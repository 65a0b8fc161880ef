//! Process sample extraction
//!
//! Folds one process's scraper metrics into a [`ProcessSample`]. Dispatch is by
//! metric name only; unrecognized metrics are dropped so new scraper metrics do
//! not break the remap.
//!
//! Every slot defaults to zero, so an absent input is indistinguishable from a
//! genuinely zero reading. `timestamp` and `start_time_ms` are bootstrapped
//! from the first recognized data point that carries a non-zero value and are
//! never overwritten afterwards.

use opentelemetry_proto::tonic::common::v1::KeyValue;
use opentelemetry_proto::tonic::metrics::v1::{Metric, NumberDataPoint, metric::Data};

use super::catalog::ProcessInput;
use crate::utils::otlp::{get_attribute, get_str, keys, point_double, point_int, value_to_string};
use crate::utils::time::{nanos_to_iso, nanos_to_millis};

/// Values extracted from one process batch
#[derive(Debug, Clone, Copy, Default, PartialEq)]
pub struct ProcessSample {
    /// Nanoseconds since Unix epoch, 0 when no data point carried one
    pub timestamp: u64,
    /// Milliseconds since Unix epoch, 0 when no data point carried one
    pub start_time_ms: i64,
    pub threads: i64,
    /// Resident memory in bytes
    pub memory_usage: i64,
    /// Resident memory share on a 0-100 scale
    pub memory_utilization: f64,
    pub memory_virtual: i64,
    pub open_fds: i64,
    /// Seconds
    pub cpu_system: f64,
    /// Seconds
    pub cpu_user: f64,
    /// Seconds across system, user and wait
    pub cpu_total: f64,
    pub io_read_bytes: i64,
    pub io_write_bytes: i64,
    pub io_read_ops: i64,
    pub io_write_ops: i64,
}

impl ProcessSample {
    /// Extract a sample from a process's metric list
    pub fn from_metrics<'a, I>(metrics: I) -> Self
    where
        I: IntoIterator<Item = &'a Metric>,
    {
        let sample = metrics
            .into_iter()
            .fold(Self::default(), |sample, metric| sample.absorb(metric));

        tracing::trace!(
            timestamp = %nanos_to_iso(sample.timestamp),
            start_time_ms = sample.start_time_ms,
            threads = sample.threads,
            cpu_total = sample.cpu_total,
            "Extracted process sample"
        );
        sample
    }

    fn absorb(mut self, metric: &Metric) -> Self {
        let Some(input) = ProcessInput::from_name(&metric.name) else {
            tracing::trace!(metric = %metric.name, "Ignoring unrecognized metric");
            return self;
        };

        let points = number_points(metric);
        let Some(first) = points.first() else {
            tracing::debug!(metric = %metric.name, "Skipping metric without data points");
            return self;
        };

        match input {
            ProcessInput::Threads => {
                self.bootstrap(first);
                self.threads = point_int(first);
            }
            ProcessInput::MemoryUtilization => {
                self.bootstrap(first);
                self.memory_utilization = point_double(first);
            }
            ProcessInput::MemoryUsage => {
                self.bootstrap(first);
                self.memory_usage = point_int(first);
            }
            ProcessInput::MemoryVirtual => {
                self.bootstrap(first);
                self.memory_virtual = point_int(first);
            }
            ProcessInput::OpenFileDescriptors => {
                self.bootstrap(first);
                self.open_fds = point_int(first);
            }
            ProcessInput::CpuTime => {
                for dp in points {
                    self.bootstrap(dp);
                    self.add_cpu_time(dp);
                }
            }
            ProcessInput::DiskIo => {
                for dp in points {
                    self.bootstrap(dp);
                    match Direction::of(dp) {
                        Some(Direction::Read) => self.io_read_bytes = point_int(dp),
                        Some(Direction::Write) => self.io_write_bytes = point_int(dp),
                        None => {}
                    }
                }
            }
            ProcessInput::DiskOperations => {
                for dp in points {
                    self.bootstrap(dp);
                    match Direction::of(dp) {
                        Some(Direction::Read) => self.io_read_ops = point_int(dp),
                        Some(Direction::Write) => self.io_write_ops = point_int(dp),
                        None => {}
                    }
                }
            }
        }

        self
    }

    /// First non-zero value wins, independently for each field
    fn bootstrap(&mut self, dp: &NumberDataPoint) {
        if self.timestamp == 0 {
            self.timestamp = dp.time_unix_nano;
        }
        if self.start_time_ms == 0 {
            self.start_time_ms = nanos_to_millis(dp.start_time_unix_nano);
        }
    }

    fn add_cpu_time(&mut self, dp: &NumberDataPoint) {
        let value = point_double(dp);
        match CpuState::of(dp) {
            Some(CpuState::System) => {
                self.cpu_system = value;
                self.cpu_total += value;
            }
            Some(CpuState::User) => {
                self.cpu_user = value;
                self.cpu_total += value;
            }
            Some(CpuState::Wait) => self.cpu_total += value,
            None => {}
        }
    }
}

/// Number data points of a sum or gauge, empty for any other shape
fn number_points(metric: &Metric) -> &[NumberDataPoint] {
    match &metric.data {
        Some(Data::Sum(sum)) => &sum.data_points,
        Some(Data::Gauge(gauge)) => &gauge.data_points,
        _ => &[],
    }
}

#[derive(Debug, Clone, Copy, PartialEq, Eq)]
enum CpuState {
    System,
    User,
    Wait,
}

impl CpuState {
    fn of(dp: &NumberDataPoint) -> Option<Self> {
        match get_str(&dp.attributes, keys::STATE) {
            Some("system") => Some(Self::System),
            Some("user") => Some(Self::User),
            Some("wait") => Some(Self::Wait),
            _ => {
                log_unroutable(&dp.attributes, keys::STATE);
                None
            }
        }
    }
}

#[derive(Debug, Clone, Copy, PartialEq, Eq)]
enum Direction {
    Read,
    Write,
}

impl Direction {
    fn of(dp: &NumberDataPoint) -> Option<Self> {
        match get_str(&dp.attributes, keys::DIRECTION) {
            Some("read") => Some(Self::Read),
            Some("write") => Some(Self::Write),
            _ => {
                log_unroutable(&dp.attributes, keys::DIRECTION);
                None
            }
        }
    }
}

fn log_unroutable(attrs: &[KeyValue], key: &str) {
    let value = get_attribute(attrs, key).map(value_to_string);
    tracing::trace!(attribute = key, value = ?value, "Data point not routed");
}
* * * *
> [EXERCISE DIRECTIONS]: The required output is every line above from the one with "genuinely zero reading." down to the one with "let sample = metrics", restated word for word, ends included.

> [EXERCISE RESPONSE]:
//! genuinely zero reading. `timestamp` and `start_time_ms` are bootstrapped
//! from the first recognized data point that carries a non-zero value and are
//! never overwritten afterwards.

use opentelemetry_proto::tonic::common::v1::KeyValue;
use opentelemetry_proto::tonic::metrics::v1::{Metric, NumberDataPoint, metric::Data};

use super::catalog::ProcessInput;
use crate::utils::otlp::{get_attribute, get_str, keys, point_double, point_int, value_to_string};
use crate::utils::time::{nanos_to_iso, nanos_to_millis};

/// Values extracted from one process batch
#[derive(Debug, Clone, Copy, Default, PartialEq)]
pub struct ProcessSample {
    /// Nanoseconds since Unix epoch, 0 when no data point carried one
    pub timestamp: u64,
    /// Milliseconds since Unix epoch, 0 when no data point carried one
    pub start_time_ms: i64,
    pub threads: i64,
    /// Resident memory in bytes
    pub memory_usage: i64,
    /// Resident memory share on a 0-100 scale
    pub memory_utilization: f64,
    pub memory_virtual: i64,
    pub open_fds: i64,
    /// Seconds
    pub cpu_system: f64,
    /// Seconds
    pub cpu_user: f64,
    /// Seconds across system, user and wait
    pub cpu_total: f64,
    pub io_read_bytes: i64,
    pub io_write_bytes: i64,
    pub io_read_ops: i64,
    pub io_write_ops: i64,
}

impl ProcessSample {
    /// Extract a sample from a process's metric list
    pub fn from_metrics<'a, I>(metrics: I) -> Self
    where
        I: IntoIterator<Item = &'a Metric>,
    {
        let sample = metrics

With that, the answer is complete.